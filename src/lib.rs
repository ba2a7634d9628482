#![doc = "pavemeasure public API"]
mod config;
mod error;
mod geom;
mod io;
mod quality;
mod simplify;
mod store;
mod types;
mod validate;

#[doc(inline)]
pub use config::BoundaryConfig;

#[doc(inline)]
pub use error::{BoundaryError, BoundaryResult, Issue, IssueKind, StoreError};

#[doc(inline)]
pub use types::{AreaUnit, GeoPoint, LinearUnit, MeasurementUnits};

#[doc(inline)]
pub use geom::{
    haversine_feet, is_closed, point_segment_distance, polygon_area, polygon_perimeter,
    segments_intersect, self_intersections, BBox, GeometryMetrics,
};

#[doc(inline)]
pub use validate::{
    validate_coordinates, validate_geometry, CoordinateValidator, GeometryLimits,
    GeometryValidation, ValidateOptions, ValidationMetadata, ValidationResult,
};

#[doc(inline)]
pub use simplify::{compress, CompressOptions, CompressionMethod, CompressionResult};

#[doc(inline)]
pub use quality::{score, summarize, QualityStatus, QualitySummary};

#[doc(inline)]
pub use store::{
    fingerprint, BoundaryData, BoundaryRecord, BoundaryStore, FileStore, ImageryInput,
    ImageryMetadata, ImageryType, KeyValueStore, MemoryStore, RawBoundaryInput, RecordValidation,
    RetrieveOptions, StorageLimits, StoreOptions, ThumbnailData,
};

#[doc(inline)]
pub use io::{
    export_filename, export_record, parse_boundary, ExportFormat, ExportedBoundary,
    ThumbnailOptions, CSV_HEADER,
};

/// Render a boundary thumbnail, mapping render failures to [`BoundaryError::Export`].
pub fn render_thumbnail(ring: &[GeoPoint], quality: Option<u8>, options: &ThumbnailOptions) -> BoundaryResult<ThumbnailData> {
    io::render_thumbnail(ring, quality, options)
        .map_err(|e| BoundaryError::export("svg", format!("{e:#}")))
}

—————

_Your objective_. If a line in the data above contains "config", return that line.

_Exercise response_.
mod config;
pub use config::BoundaryConfig;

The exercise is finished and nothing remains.